### WHAT IS REQUIRED
Go through the entries below and copy each line that holds the word "usize".

### DATA SUPPLIED
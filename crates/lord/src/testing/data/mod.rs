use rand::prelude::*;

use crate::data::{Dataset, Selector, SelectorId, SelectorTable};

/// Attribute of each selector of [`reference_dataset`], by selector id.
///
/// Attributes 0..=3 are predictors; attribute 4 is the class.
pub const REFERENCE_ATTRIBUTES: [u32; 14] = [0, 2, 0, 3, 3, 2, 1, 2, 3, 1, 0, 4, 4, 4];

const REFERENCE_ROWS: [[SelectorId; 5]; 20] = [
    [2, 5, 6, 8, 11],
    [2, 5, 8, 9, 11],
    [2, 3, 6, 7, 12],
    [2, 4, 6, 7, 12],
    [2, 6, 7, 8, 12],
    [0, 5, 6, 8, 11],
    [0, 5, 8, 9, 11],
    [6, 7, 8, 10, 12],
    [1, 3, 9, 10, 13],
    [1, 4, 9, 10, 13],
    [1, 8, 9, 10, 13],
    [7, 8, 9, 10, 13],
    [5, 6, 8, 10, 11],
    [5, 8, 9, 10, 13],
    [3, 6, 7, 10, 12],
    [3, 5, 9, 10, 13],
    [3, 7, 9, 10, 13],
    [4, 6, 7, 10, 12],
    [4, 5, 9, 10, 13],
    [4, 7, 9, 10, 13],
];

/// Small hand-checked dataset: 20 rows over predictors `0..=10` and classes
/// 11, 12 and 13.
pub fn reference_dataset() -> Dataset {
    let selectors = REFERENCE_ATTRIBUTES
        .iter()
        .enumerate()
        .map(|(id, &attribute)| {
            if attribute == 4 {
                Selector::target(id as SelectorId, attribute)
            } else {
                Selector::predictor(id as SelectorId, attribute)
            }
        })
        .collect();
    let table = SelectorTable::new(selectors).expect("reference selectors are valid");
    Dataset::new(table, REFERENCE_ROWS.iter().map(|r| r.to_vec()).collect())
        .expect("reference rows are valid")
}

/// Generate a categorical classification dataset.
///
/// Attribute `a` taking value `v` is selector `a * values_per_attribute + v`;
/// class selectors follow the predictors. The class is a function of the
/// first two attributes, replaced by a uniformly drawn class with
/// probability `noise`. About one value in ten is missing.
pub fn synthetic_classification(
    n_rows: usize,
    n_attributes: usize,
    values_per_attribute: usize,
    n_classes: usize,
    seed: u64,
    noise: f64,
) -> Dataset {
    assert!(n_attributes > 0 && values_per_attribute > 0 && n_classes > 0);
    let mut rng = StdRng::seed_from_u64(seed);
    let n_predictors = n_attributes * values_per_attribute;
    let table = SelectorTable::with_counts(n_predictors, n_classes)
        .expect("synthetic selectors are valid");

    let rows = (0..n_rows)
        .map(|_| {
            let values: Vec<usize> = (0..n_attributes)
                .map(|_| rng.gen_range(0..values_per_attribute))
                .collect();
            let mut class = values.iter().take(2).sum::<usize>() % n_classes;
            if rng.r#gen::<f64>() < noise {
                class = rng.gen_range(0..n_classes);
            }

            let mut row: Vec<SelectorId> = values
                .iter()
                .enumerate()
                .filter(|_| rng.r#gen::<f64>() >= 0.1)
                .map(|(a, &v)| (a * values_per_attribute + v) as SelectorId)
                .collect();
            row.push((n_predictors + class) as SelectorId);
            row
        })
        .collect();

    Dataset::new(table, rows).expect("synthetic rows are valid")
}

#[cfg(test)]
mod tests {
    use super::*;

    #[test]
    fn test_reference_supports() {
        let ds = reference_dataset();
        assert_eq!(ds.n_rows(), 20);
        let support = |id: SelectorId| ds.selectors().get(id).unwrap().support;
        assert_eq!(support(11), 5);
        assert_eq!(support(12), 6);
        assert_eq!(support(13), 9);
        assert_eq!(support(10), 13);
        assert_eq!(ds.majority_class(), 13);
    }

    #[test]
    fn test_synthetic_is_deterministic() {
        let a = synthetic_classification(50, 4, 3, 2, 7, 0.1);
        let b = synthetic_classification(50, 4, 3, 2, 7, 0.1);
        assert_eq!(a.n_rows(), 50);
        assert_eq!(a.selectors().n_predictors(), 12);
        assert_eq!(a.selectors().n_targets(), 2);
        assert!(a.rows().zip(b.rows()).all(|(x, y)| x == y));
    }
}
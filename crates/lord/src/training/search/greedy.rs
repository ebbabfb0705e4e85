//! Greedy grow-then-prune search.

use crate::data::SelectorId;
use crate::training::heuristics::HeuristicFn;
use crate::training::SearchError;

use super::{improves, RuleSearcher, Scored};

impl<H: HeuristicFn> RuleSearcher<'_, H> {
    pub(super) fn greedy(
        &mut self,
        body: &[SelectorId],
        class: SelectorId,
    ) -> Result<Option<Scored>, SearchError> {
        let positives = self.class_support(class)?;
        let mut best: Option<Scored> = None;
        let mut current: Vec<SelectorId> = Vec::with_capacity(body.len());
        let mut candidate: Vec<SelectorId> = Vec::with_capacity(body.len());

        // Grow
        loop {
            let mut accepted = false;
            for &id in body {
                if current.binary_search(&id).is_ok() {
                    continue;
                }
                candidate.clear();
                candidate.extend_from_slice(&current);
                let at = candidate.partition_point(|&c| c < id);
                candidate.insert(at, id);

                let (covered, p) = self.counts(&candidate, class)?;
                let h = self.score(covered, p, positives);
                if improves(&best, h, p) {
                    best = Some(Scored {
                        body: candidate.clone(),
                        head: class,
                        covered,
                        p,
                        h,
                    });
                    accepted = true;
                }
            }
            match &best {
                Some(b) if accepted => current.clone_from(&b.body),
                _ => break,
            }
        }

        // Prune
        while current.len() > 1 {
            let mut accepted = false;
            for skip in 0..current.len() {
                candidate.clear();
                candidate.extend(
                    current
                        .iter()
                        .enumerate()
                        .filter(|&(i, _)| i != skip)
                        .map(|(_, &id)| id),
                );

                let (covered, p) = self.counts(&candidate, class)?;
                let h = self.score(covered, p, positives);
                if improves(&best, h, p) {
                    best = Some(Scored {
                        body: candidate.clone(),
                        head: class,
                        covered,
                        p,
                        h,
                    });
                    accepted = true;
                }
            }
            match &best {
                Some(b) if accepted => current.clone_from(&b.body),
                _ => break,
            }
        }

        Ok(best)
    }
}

### TASK ANSWER
    n_rows: usize,
    n_attributes: usize,
    values_per_attribute: usize,
    n_classes: usize,
            let values: Vec<usize> = (0..n_attributes)
            let mut class = values.iter().take(2).sum::<usize>() % n_classes;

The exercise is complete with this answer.